Collected data entries
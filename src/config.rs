//! Bridge configuration loading and validation.
//!
//! Reads a YAML file and resolves environment variables. The endpoint URL and
//! bearer credential are usually injected as `${BRIGHTDATA_MCP_URL}` and
//! `${BRIGHTDATA_API_TOKEN}` so secrets never live in the file itself.

use std::path::{Path, PathBuf};
use std::time::Duration;

use serde::Deserialize;

use crate::dispatch::ToolEntry;
use crate::errors::BridgeError;
use crate::upstream::{SessionMode, SessionOptions};

// ─── Constants ───────────────────────────────────────────────────────────────

/// Environment variable naming an explicit config file.
pub const CONFIG_ENV_VAR: &str = "BRIGHTBRIDGE_CONFIG";

/// File name searched for in the working directory.
const LOCAL_CONFIG_FILE: &str = "brightbridge.yaml";

// ─── Public Types ────────────────────────────────────────────────────────────

/// How envelopes travel to the upstream.
#[derive(Debug, Clone, Copy, PartialEq, Eq, Deserialize)]
#[serde(rename_all = "snake_case")]
pub enum TransportKind {
    /// One HTTP POST per request.
    Http,
    /// Persistent Server-Sent Events stream.
    Sse,
}

/// Top-level bridge configuration.
#[derive(Debug, Clone, Deserialize)]
pub struct BridgeConfig {
    /// Upstream endpoint URL (POST target for `http`, stream URL for `sse`).
    pub endpoint: String,
    /// Bearer credential sent with every upstream request.
    pub credential: String,
    #[serde(default = "default_transport")]
    pub transport: TransportKind,
    #[serde(default = "default_mode")]
    pub mode: SessionMode,
    #[serde(default = "default_handshake_timeout_ms")]
    pub handshake_timeout_ms: u64,
    /// Default per-call bound; callers may override per invocation.
    #[serde(default = "default_call_timeout_ms")]
    pub call_timeout_ms: u64,
    /// Maximum concurrent sub-calls of one batch fan-out.
    #[serde(default = "default_batch_concurrency")]
    pub batch_concurrency: usize,
    /// Whether the stream transport may carry several calls at once.
    #[serde(default = "default_multiplex")]
    pub multiplex: bool,
    /// Log to this file instead of stderr.
    #[serde(default)]
    pub log_file: Option<PathBuf>,
    /// Replaces the built-in tool table when set.
    #[serde(default)]
    pub tools: Option<Vec<ToolEntry>>,
}

fn default_transport() -> TransportKind {
    TransportKind::Sse
}
fn default_mode() -> SessionMode {
    SessionMode::Persistent
}
fn default_handshake_timeout_ms() -> u64 {
    10_000
}
fn default_call_timeout_ms() -> u64 {
    30_000
}
fn default_batch_concurrency() -> usize {
    4
}
fn default_multiplex() -> bool {
    true
}

impl BridgeConfig {
    /// Minimal config with defaults, mainly for embedding and tests.
    pub fn new(endpoint: &str, credential: &str) -> Self {
        Self {
            endpoint: endpoint.to_string(),
            credential: credential.to_string(),
            transport: default_transport(),
            mode: default_mode(),
            handshake_timeout_ms: default_handshake_timeout_ms(),
            call_timeout_ms: default_call_timeout_ms(),
            batch_concurrency: default_batch_concurrency(),
            multiplex: default_multiplex(),
            log_file: None,
            tools: None,
        }
    }

    /// Check required fields and bounds.
    pub fn validate(&self) -> Result<(), BridgeError> {
        if self.endpoint.trim().is_empty() {
            return Err(config_error("endpoint must be a non-empty URL"));
        }
        if self.credential.trim().is_empty() {
            return Err(config_error("credential must be a non-empty string"));
        }
        if self.handshake_timeout_ms == 0 || self.call_timeout_ms == 0 {
            return Err(config_error("timeouts must be greater than zero"));
        }
        if self.batch_concurrency == 0 {
            return Err(config_error("batch_concurrency must be at least 1"));
        }
        Ok(())
    }

    pub fn call_timeout(&self) -> Duration {
        Duration::from_millis(self.call_timeout_ms)
    }

    pub fn session_options(&self) -> SessionOptions {
        SessionOptions {
            mode: self.mode,
            handshake_timeout: Duration::from_millis(self.handshake_timeout_ms),
        }
    }
}

fn config_error(reason: impl Into<String>) -> BridgeError {
    BridgeError::Config {
        reason: reason.into(),
    }
}

// ─── Loading ─────────────────────────────────────────────────────────────────

/// Locate the config file.
///
/// Order: `BRIGHTBRIDGE_CONFIG`, then `brightbridge.yaml` in `start`, then
/// `<config dir>/brightbridge/config.yaml`.
pub fn find_config_path(start: &Path) -> Result<PathBuf, BridgeError> {
    // 1. Check env var
    if let Ok(path) = std::env::var(CONFIG_ENV_VAR) {
        let candidate = PathBuf::from(expand_tilde(&path));
        if candidate.exists() {
            return Ok(candidate);
        }
        return Err(config_error(format!(
            "{CONFIG_ENV_VAR} points to missing file {}",
            candidate.display()
        )));
    }

    // 2. Working directory
    let local = start.join(LOCAL_CONFIG_FILE);
    if local.exists() {
        return Ok(local);
    }

    // 3. Platform config directory
    if let Some(dir) = dirs::config_dir() {
        let candidate = dir.join("brightbridge").join("config.yaml");
        if candidate.exists() {
            return Ok(candidate);
        }
    }

    Err(config_error(format!(
        "could not find {LOCAL_CONFIG_FILE} (set {CONFIG_ENV_VAR} to point at a config file)"
    )))
}

/// Load, interpolate, parse and validate a config file.
pub fn load_config(path: &Path) -> Result<BridgeConfig, BridgeError> {
    let raw = std::fs::read_to_string(path)
        .map_err(|e| config_error(format!("failed to read {}: {e}", path.display())))?;
    parse_config(&raw)
}

/// Parse config text after `${VAR}` interpolation.
pub fn parse_config(raw: &str) -> Result<BridgeConfig, BridgeError> {
    let interpolated = interpolate_env_vars(raw);

    let config: BridgeConfig = serde_yaml::from_str(&interpolated)
        .map_err(|e| config_error(format!("failed to parse config: {e}")))?;

    config.validate()?;
    Ok(config)
}

// ─── Env-var interpolation ───────────────────────────────────────────────────

/// Replace `${VAR}` and `${VAR:-default}` in a string.
///
/// An unterminated `${` is kept as written.
fn interpolate_env_vars(input: &str) -> String {
    let mut out = String::with_capacity(input.len());
    let mut rest = input;

    while let Some(open) = rest.find("${") {
        let expr_start = open + 2;
        let Some(len) = rest[expr_start..].find('}') else {
            break;
        };
        out.push_str(&rest[..open]);
        out.push_str(&resolve_var_expr(&rest[expr_start..expr_start + len]));
        rest = &rest[expr_start + len + 1..];
    }

    out.push_str(rest);
    out
}

/// `VAR` resolves to its value or nothing. `VAR:-default` falls back to the
/// tilde-expanded default when `VAR` is unset or empty.
fn resolve_var_expr(expr: &str) -> String {
    let (name, default) = match expr.split_once(":-") {
        Some((name, default)) => (name, Some(default)),
        None => (expr, None),
    };
    let value = std::env::var(name).ok().filter(|v| !v.is_empty());

    match (value, default) {
        (Some(value), _) => value,
        (None, Some(default)) => expand_tilde(default),
        (None, None) => String::new(),
    }
}

/// Expand `~` and `~/...` to the home directory. `~user` forms are left alone.
fn expand_tilde(path: &str) -> String {
    let expanded = if path == "~" {
        dirs::home_dir()
    } else if let Some(rest) = path.strip_prefix("~/") {
        dirs::home_dir().map(|home| home.join(rest))
    } else {
        None
    };
    expanded.map_or_else(|| path.to_string(), |p| p.to_string_lossy().into_owned())
}

// ─── Tests ───────────────────────────────────────────────────────────────────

- ACTIVITY:
Transcribe the data above in full, keeping every word as it is.

- OUTPUT FOR THIS EXERCISE:
filename src/config.rs
//! Bridge configuration loading and validation.
//!
//! Reads a YAML file and resolves environment variables. The endpoint URL and
//! bearer credential are usually injected as `${BRIGHTDATA_MCP_URL}` and
//! `${BRIGHTDATA_API_TOKEN}` so secrets never live in the file itself.

use std::path::{Path, PathBuf};
use std::time::Duration;

use serde::Deserialize;

use crate::dispatch::ToolEntry;
use crate::errors::BridgeError;
use crate::upstream::{SessionMode, SessionOptions};

// ─── Constants ───────────────────────────────────────────────────────────────

/// Environment variable naming an explicit config file.
pub const CONFIG_ENV_VAR: &str = "BRIGHTBRIDGE_CONFIG";

/// File name searched for in the working directory.
const LOCAL_CONFIG_FILE: &str = "brightbridge.yaml";

// ─── Public Types ────────────────────────────────────────────────────────────

/// How envelopes travel to the upstream.
#[derive(Debug, Clone, Copy, PartialEq, Eq, Deserialize)]
#[serde(rename_all = "snake_case")]
pub enum TransportKind {
    /// One HTTP POST per request.
    Http,
    /// Persistent Server-Sent Events stream.
    Sse,
}

/// Top-level bridge configuration.
#[derive(Debug, Clone, Deserialize)]
pub struct BridgeConfig {
    /// Upstream endpoint URL (POST target for `http`, stream URL for `sse`).
    pub endpoint: String,
    /// Bearer credential sent with every upstream request.
    pub credential: String,
    #[serde(default = "default_transport")]
    pub transport: TransportKind,
    #[serde(default = "default_mode")]
    pub mode: SessionMode,
    #[serde(default = "default_handshake_timeout_ms")]
    pub handshake_timeout_ms: u64,
    /// Default per-call bound; callers may override per invocation.
    #[serde(default = "default_call_timeout_ms")]
    pub call_timeout_ms: u64,
    /// Maximum concurrent sub-calls of one batch fan-out.
    #[serde(default = "default_batch_concurrency")]
    pub batch_concurrency: usize,
    /// Whether the stream transport may carry several calls at once.
    #[serde(default = "default_multiplex")]
    pub multiplex: bool,
    /// Log to this file instead of stderr.
    #[serde(default)]
    pub log_file: Option<PathBuf>,
    /// Replaces the built-in tool table when set.
    #[serde(default)]
    pub tools: Option<Vec<ToolEntry>>,
}

fn default_transport() -> TransportKind {
    TransportKind::Sse
}
fn default_mode() -> SessionMode {
    SessionMode::Persistent
}
fn default_handshake_timeout_ms() -> u64 {
    10_000
}
fn default_call_timeout_ms() -> u64 {
    30_000
}
fn default_batch_concurrency() -> usize {
    4
}
fn default_multiplex() -> bool {
    true
}

impl BridgeConfig {
    /// Minimal config with defaults, mainly for embedding and tests.
    pub fn new(endpoint: &str, credential: &str) -> Self {
        Self {
            endpoint: endpoint.to_string(),
            credential: credential.to_string(),
            transport: default_transport(),
            mode: default_mode(),
            handshake_timeout_ms: default_handshake_timeout_ms(),
            call_timeout_ms: default_call_timeout_ms(),
            batch_concurrency: default_batch_concurrency(),
            multiplex: default_multiplex(),
            log_file: None,
            tools: None,
        }
    }

    /// Check required fields and bounds.
    pub fn validate(&self) -> Result<(), BridgeError> {
        if self.endpoint.trim().is_empty() {
            return Err(config_error("endpoint must be a non-empty URL"));
        }
        if self.credential.trim().is_empty() {
            return Err(config_error("credential must be a non-empty string"));
        }
        if self.handshake_timeout_ms == 0 || self.call_timeout_ms == 0 {
            return Err(config_error("timeouts must be greater than zero"));
        }
        if self.batch_concurrency == 0 {
            return Err(config_error("batch_concurrency must be at least 1"));
        }
        Ok(())
    }

    pub fn call_timeout(&self) -> Duration {
        Duration::from_millis(self.call_timeout_ms)
    }

    pub fn session_options(&self) -> SessionOptions {
        SessionOptions {
            mode: self.mode,
            handshake_timeout: Duration::from_millis(self.handshake_timeout_ms),
        }
    }
}

fn config_error(reason: impl Into<String>) -> BridgeError {
    BridgeError::Config {
        reason: reason.into(),
    }
}

// ─── Loading ─────────────────────────────────────────────────────────────────

/// Locate the config file.
///
/// Order: `BRIGHTBRIDGE_CONFIG`, then `brightbridge.yaml` in `start`, then
/// `<config dir>/brightbridge/config.yaml`.
pub fn find_config_path(start: &Path) -> Result<PathBuf, BridgeError> {
    // 1. Check env var
    if let Ok(path) = std::env::var(CONFIG_ENV_VAR) {
        let candidate = PathBuf::from(expand_tilde(&path));
        if candidate.exists() {
            return Ok(candidate);
        }
        return Err(config_error(format!(
            "{CONFIG_ENV_VAR} points to missing file {}",
            candidate.display()
        )));
    }

    // 2. Working directory
    let local = start.join(LOCAL_CONFIG_FILE);
    if local.exists() {
        return Ok(local);
    }

    // 3. Platform config directory
    if let Some(dir) = dirs::config_dir() {
        let candidate = dir.join("brightbridge").join("config.yaml");
        if candidate.exists() {
            return Ok(candidate);
        }
    }

    Err(config_error(format!(
        "could not find {LOCAL_CONFIG_FILE} (set {CONFIG_ENV_VAR} to point at a config file)"
    )))
}

/// Load, interpolate, parse and validate a config file.
pub fn load_config(path: &Path) -> Result<BridgeConfig, BridgeError> {
    let raw = std::fs::read_to_string(path)
        .map_err(|e| config_error(format!("failed to read {}: {e}", path.display())))?;
    parse_config(&raw)
}

/// Parse config text after `${VAR}` interpolation.
pub fn parse_config(raw: &str) -> Result<BridgeConfig, BridgeError> {
    let interpolated = interpolate_env_vars(raw);

    let config: BridgeConfig = serde_yaml::from_str(&interpolated)
        .map_err(|e| config_error(format!("failed to parse config: {e}")))?;

    config.validate()?;
    Ok(config)
}

// ─── Env-var interpolation ───────────────────────────────────────────────────

/// Replace `${VAR}` and `${VAR:-default}` in a string.
///
/// An unterminated `${` is kept as written.
fn interpolate_env_vars(input: &str) -> String {
    let mut out = String::with_capacity(input.len());
    let mut rest = input;

    while let Some(open) = rest.find("${") {
        let expr_start = open + 2;
        let Some(len) = rest[expr_start..].find('}') else {
            break;
        };
        out.push_str(&rest[..open]);
        out.push_str(&resolve_var_expr(&rest[expr_start..expr_start + len]));
        rest = &rest[expr_start + len + 1..];
    }

    out.push_str(rest);
    out
}

/// `VAR` resolves to its value or nothing. `VAR:-default` falls back to the
/// tilde-expanded default when `VAR` is unset or empty.
fn resolve_var_expr(expr: &str) -> String {
    let (name, default) = match expr.split_once(":-") {
        Some((name, default)) => (name, Some(default)),
        None => (expr, None),
    };
    let value = std::env::var(name).ok().filter(|v| !v.is_empty());

    match (value, default) {
        (Some(value), _) => value,
        (None, Some(default)) => expand_tilde(default),
        (None, None) => String::new(),
    }
}

/// Expand `~` and `~/...` to the home directory. `~user` forms are left alone.
fn expand_tilde(path: &str) -> String {
    let expanded = if path == "~" {
        dirs::home_dir()
    } else if let Some(rest) = path.strip_prefix("~/") {
        dirs::home_dir().map(|home| home.join(rest))
    } else {
        None
    };
    expanded.map_or_else(|| path.to_string(), |p| p.to_string_lossy().into_owned())
}

// ─── Tests ───────────────────────────────────────────────────────────────────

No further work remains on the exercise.